I really don't know the answers to those questions yet. I don't know if I'll ever find the answers to many of those questions as my health is so unpredictable, but I do know that I want to believe that I will be able to have everything that I want in my life, and if that looks a bit different to what I would ideally like it to be, then so be it!
Life very rarely works out exactly how people want it to, things happen, plans change, partners change and life sometimes just kind of happens to you.
I have decided that I am going to direct my life as much as I can. Looking after myself, eating well, exercising as much as I can, spending time with family and friends, having holidays when I can, working as much as I can, planning for the future as much as I can. The key phrase here is "as much as I can" I am also going to try and just let life happen to me, to see how things go, to try and relax about health downturns and celebrate the up turns, to relish every good thing in my life and find the joy in the small things every single day.
For the last year I have been keeping a "happy" diary, I record all of the things that make me happy every day. This makes me focus on the good things, remember the little things, and let's me look back and realise how good my life is whenever I am feeling a little bit down. I am going to find a lovely book and continue this habit into 2015 as it makes me happy. Happiness is what I am striving for. Yes I would love my own house, nice furniture, a matching set of towels, nice clothes and jewellery, a fancier car, but I am fully aware that these things are not important.
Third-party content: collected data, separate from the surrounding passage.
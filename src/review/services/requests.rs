//! Request payloads for review lifecycle operations.

use crate::review::domain::{OpenTask, OpenTaskId, Pages, ProjectCodes};
use crate::roster::domain::ReviewerId;
use chrono::{DateTime, Utc};
use mockable::Clock;
use std::collections::BTreeSet;

/// Request payload for opening a task.
#[derive(Debug, Clone, PartialEq, Eq)]
pub struct OpenTaskRequest {
    codes: ProjectCodes,
    company: String,
    pages: Pages,
    urgent: bool,
    author_id: ReviewerId,
    opened_at: Option<DateTime<Utc>>,
}

impl OpenTaskRequest {
    /// Creates a non-urgent request.
    #[must_use]
    pub fn new(
        codes: ProjectCodes,
        company: impl Into<String>,
        pages: Pages,
        author_id: ReviewerId,
    ) -> Self {
        Self {
            codes,
            company: company.into(),
            pages,
            urgent: false,
            author_id,
            opened_at: None,
        }
    }

    /// Marks the task urgent or not.
    #[must_use]
    pub const fn with_urgent(mut self, urgent: bool) -> Self {
        self.urgent = urgent;
        self
    }

    /// Stamps the task with the time the report arrived instead of the
    /// current time. Must share a time base with the closing timestamps
    /// passed to `finish`.
    #[must_use]
    pub const fn with_opened_at(mut self, opened_at: DateTime<Utc>) -> Self {
        self.opened_at = Some(opened_at);
        self
    }

    /// Returns the author.
    #[must_use]
    pub const fn author_id(&self) -> &ReviewerId {
        &self.author_id
    }

    pub(super) fn into_task(self, clock: &impl Clock) -> OpenTask {
        let task = OpenTask::new(
            self.codes,
            self.company,
            self.pages,
            self.urgent,
            self.author_id,
            clock,
        );
        let Some(opened_at) = self.opened_at else {
            return task;
        };
        task.with_opened_at(opened_at)
    }
}

/// Request payload for assigning a reviewer to an unassigned task.
#[derive(Debug, Clone, PartialEq, Eq)]
pub struct AssignRequest {
    pub(super) task_id: OpenTaskId,
    pub(super) reviewer: Option<ReviewerId>,
    pub(super) exclude: BTreeSet<ReviewerId>,
}

impl AssignRequest {
    /// Creates a request that lets the ranker pick the reviewer.
    #[must_use]
    pub const fn new(task_id: OpenTaskId) -> Self {
        Self {
            task_id,
            reviewer: None,
            exclude: BTreeSet::new(),
        }
    }

    /// Forces a specific reviewer.
    #[must_use]
    pub fn with_reviewer(mut self, reviewer: ReviewerId) -> Self {
        self.reviewer = Some(reviewer);
        self
    }

    /// Excludes reviewers from ranking.
    #[must_use]
    pub fn with_exclude(mut self, exclude: impl IntoIterator<Item = ReviewerId>) -> Self {
        self.exclude.extend(exclude);
        self
    }
}

/// Request payload for editing an open task.
///
/// Unset fields keep their current value.
#[derive(Debug, Clone, PartialEq, Eq)]
pub struct EditRequest {
    pub(super) task_id: OpenTaskId,
    pub(super) reviewer: Option<ReviewerId>,
    pub(super) pages: Option<Pages>,
    pub(super) urgent: Option<bool>,
    pub(super) exclude: BTreeSet<ReviewerId>,
}

impl EditRequest {
    /// Creates a request that changes nothing.
    #[must_use]
    pub const fn new(task_id: OpenTaskId) -> Self {
        Self {
            task_id,
            reviewer: None,
            pages: None,
            urgent: None,
            exclude: BTreeSet::new(),
        }
    }

    /// Moves the task to another reviewer.
    #[must_use]
    pub fn with_reviewer(mut self, reviewer: ReviewerId) -> Self {
        self.reviewer = Some(reviewer);
        self
    }

    /// Replaces the page count.
    #[must_use]
    pub const fn with_pages(mut self, pages: Pages) -> Self {
        self.pages = Some(pages);
        self
    }

    /// Replaces the urgency flag.
    #[must_use]
    pub const fn with_urgent(mut self, urgent: bool) -> Self {
        self.urgent = Some(urgent);
        self
    }

    /// Refuses a move to any of these reviewers.
    #[must_use]
    pub fn with_exclude(mut self, exclude: impl IntoIterator<Item = ReviewerId>) -> Self {
        self.exclude.extend(exclude);
        self
    }
}

/// Request payload for opening and assigning a task in one step.
#[derive(Debug, Clone, PartialEq, Eq)]
pub struct SubmitRequest {
    pub(super) task: OpenTaskRequest,
    pub(super) reviewer: Option<ReviewerId>,
    pub(super) exclude: BTreeSet<ReviewerId>,
}

impl SubmitRequest {
    /// Creates a request that lets the ranker pick the reviewer.
    #[must_use]
    pub const fn new(task: OpenTaskRequest) -> Self {
        Self {
            task,
            reviewer: None,
            exclude: BTreeSet::new(),
        }
    }

    /// Forces a specific reviewer.
    #[must_use]
    pub fn with_reviewer(mut self, reviewer: ReviewerId) -> Self {
        self.reviewer = Some(reviewer);
        self
    }

    /// Excludes reviewers from ranking.
    #[must_use]
    pub fn with_exclude(mut self, exclude: impl IntoIterator<Item = ReviewerId>) -> Self {
        self.exclude.extend(exclude);
        self
    }
}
I am very lucky. I have a condition which is not terminal, it is merely limiting. I have a large circle of friends and family who I can ring up and cry at, or ask them to come over with food for me, or take me out for lunch, or drive me to doctors appointments.
I am loved, I am needed and wanted in people's lives. I am important. And ultimately I am happy.
Since writing this at the start of the year I have met someone who is starting to look like a permanent partner, who is understanding and supportive of my condition and encourages me to look after myself. This is amazing and scary at the same time but I am trying to embrace it. Oh... I also have a lovely set of matching towels 😊
I am interested in getting some kind of support group set up for people to discuss how they manage their lives, balancing all of the things that we all have to fit in, looking after ourselves physically and mentally. I am hoping to share best practice, hints and tip of things that work and truly have a positive experience of supporting each other in navigating a balance in life.